2009年1月13日火曜日

『Hot Pepper ミラクル・ストーリー』

Hot Pepperミラクル・ストーリー―リクルート式「楽しい事業」のつくり方

『Hot Pepper』を4年で売上300億、営業利益100億の事業に育て上げ、リクルートの「狭域ビジネスモデル」を確立し、『タウンワーク』『じゃらん』等の事業化を一気に実現した元リクルート執行役員、平尾勇司氏の著作。


《主なテーマ・ジャンル》
事業変革、新規事業、経営戦略、リーダーシップ、マネジメント、組織戦略、組織運営、営業戦略、選択と集中

《こんな人にお勧め》
経営者、事業部門長、部門リーダー、新規事業部門、自分で何か事業を始めたい人。


感動します。
ビジネス書の中であまりない感動で泣ける本です。
それはきっとこのHot Pepperという事業の創造が本当に多くの人の感動を巻き込んで成し遂げられた感動のストーリーだからだと思います。
逆に言えば、どちらかというとストーリー仕立てな本であって、ロジカルに整理されたものではありません。

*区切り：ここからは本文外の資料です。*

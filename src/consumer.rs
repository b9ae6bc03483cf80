//! # Stream Consumer
//!
//! ## Responsibility
//! Drives the read loop over one streamed response body: decodes bytes
//! incrementally, runs the marker scanner over every decoded chunk, paces
//! visible text through the smoothing buffer and routes control data to a
//! [`TurnHandler`].
//!
//! ## Guarantees
//! - Chunks are processed strictly in arrival order.
//! - Text preceding a resolution block is flushed before the resolved text
//!   is shown; the rest of that chunk is dropped.
//! - Audio URL and channel id are latched (last write wins) and acted upon
//!   only after the body is drained.
//! - Once the handler's session is no longer active, nothing more is
//!   rendered, but the body is still read to the end.
//! - The smoothing timer never outlives the loop, including on read errors.

use futures_util::{Stream, StreamExt};
use tracing::{debug, info, warn};

use crate::decoder::Utf8StreamDecoder;
use crate::scanner::scan;
use crate::smoothing::{self, FlushSink, SmoothingBuffer, SmoothingPolicy};

/// Side effects of one streaming turn.
pub trait TurnHandler {
    /// Whether the conversation this stream belongs to is still in the
    /// foreground.
    fn is_active(&self) -> bool;

    /// A batch of visible text for the streaming bubble.
    fn on_visible_text(&mut self, text: &str);

    /// The server's transcription of the submitted audio.
    fn on_resolved_text(&mut self, text: &str);

    /// Called once after the body is drained, only for an active session.
    fn on_audio_url(&mut self, url: &str);

    /// Called once after the body is drained. `active` tells whether the
    /// stream's conversation is still in the foreground.
    fn on_channel_id(&mut self, id: &str, active: bool);

    /// Called last, only for an active session.
    fn on_done(&mut self, outcome: &StreamOutcome);
}

/// Summary of a drained stream.
#[derive(Debug, Clone, Default, PartialEq, Eq)]
pub struct StreamOutcome {
    /// All visible text flushed during the turn.
    pub text: String,
    pub resolved_text: Option<String>,
    pub audio_url: Option<String>,
    pub channel_id: Option<String>,
    pub chunks: usize,
    /// Whether the session was still active when the stream ended.
    pub active: bool,
    /// Read error that cut the stream short.
    pub interrupted: Option<String>,
}

/// Bridges smoothing-buffer flushes to the handler, recording everything
/// flushed and rendering only while the session is active.
struct VisibleSink<'a, H: TurnHandler> {
    handler: &'a mut H,
    accumulated: String,
}

impl<H: TurnHandler> FlushSink for VisibleSink<'_, H> {
    fn flush(&mut self, text: &str) {
        self.accumulated.push_str(text);
        if self.handler.is_active() {
            self.handler.on_visible_text(text);
        }
    }
}

/// Consume `body` to completion.
pub async fn consume<S, B, E, H>(body: S, policy: SmoothingPolicy, handler: &mut H) -> StreamOutcome
where
    S: Stream<Item = Result<B, E>>,
    B: AsRef<[u8]>,
    E: std::fmt::Display,
    H: TurnHandler,
{
    let mut body = std::pin::pin!(body);
    let mut decoder = Utf8StreamDecoder::new();
    let mut buffer = SmoothingBuffer::new(
        policy,
        VisibleSink {
            handler,
            accumulated: String::new(),
        },
    );
    let mut outcome = StreamOutcome::default();

    loop {
        let deadline = buffer.deadline();
        tokio::select! {
            biased;
            _ = smoothing::elapsed(deadline) => buffer.on_timer(),
            next = body.next() => match next {
                Some(Ok(bytes)) => {
                    outcome.chunks += 1;
                    let text = decoder.decode(bytes.as_ref());
                    handle_chunk(&text, &mut buffer, &mut outcome);
                }
                Some(Err(e)) => {
                    warn!(error = %e, chunks = outcome.chunks, "response stream interrupted");
                    outcome.interrupted = Some(e.to_string());
                    break;
                }
                None => break,
            },
        }
    }

    let tail = decoder.finish();
    if !tail.is_empty() {
        buffer.append(&tail);
    }
    buffer.flush_now();

    let VisibleSink { handler, accumulated } = buffer.into_sink();
    outcome.text = accumulated;
    outcome.active = handler.is_active();

    if let Some(id) = outcome.channel_id.as_deref() {
        handler.on_channel_id(id, outcome.active);
    }
    if outcome.active {
        if let Some(url) = outcome.audio_url.as_deref() {
            handler.on_audio_url(url);
        }
        handler.on_done(&outcome);
    } else {
        info!(chunks = outcome.chunks, "session left during stream; suppressing final render");
    }
    outcome
}

fn handle_chunk<H: TurnHandler>(
    text: &str,
    buffer: &mut SmoothingBuffer<VisibleSink<'_, H>>,
    outcome: &mut StreamOutcome,
) {
    let event = scan(text);

    if let Some(url) = &event.audio_url {
        debug!(%url, "audio url received");
        outcome.audio_url = Some(url.clone());
    }
    if let Some(id) = &event.channel_id {
        debug!(channel = %id, "channel id received");
        outcome.channel_id = Some(id.clone());
    }

    match event.resolved_text.as_deref() {
        Some(resolved) => {
            buffer.append(event.text_before_resolution());
            buffer.flush_now();
            let sink = buffer.sink_mut();
            if sink.handler.is_active() {
                sink.handler.on_resolved_text(resolved);
            }
            outcome.resolved_text = Some(resolved.to_string());
        }
        None => buffer.append(&event.visible_text),
    }
}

副題の「リクルート式「楽しい事業」の作り方」という言葉が意外と深いです。
リクルート式かどうかはあまり問題ではないと思いますが、まずは「楽しい」という言葉。
Hot PepperのCMのイメージなどからもしかしたら「ユーモアがある」とか「愉快な」という意味に捉えてしまうかもしれませんが、もちろんそうではありません。
「最高にエキサイティングで感動的な」という意味だと思います。
Hot Pepperのイメージに合うように(?)または本の販売のインパクト上あえて「楽しい」という軽い言葉にしたのかな。
なのでこの「楽しい」主体は内部の人間であって、外部からの見た目の話ではありません。

次に「事業」という言葉。
当たり前ですが、「事業」は「家業」(つまり個人商店や町工場のような)とは違います。
「家業」は中心となる運営者が、限られたマーケットもしくは顧客に対し、商品・サービスを提供するのに対し、「事業」は多くの人を巻き込み、はるかに成長志向でビジネスの拡大を目指すものです。
もちろん「家業」にも「事業」にもそれぞれメリット・デメリットがあり、それぞれに運営の仕方があります。
当たり前のことですが「家業」のように商品・サービスを提供しながら、「事業」を運営することはできない(or 非常に難しい)のに、実はビジネスの現場ではそんな間違いはたくさんある(うちの会社もすぐ間違える!)。
この本はあくまで「事業」としてビジネスを発展させるために、何が間違いなのか、何が大事なのかを教えてくれます。

そして最後に「つくり方」という言葉。ちょっと深読みかもしれませんが、、、
経営書のように小難しいものではない、理路整然と整理されたものではない、戦略ももちろん書いてあるがもっと大事なものがある。。。
この本のもっとも特徴的なところが、どのようにして多くの社員を巻き込むか、どのようにして社員の気持ちを「~ねばならない」から「~したい」に変えるか、どのようにして社員を熱狂させるか、というところに非常に重きを置いているところです。
「つくり方」という言葉はこのあたりを表現できていると思います(ちょっとこじつけだな・・・)

「ビジョンや戦略を物語として語る」という言い方をしています。
ロールプレイングゲームみたいなもので、人は物語の中でミッションを持つと自分の行動の意味づけができて感動を共有できるのだと思います。
世の中は会社/仕事にロールプレイングゲームより物語がなくてミッションばかり与えられることばかりでしょうけど、物語は放っといてできるものではなく、きちんと設計して、きちんと語らなければならないものなのでしょう。
この本が言っているのはそういうことだと思います。

あまり書いてある内容そのものには触れていませんが、そこはぜひご一読を。
絶対に買って損はないと思います。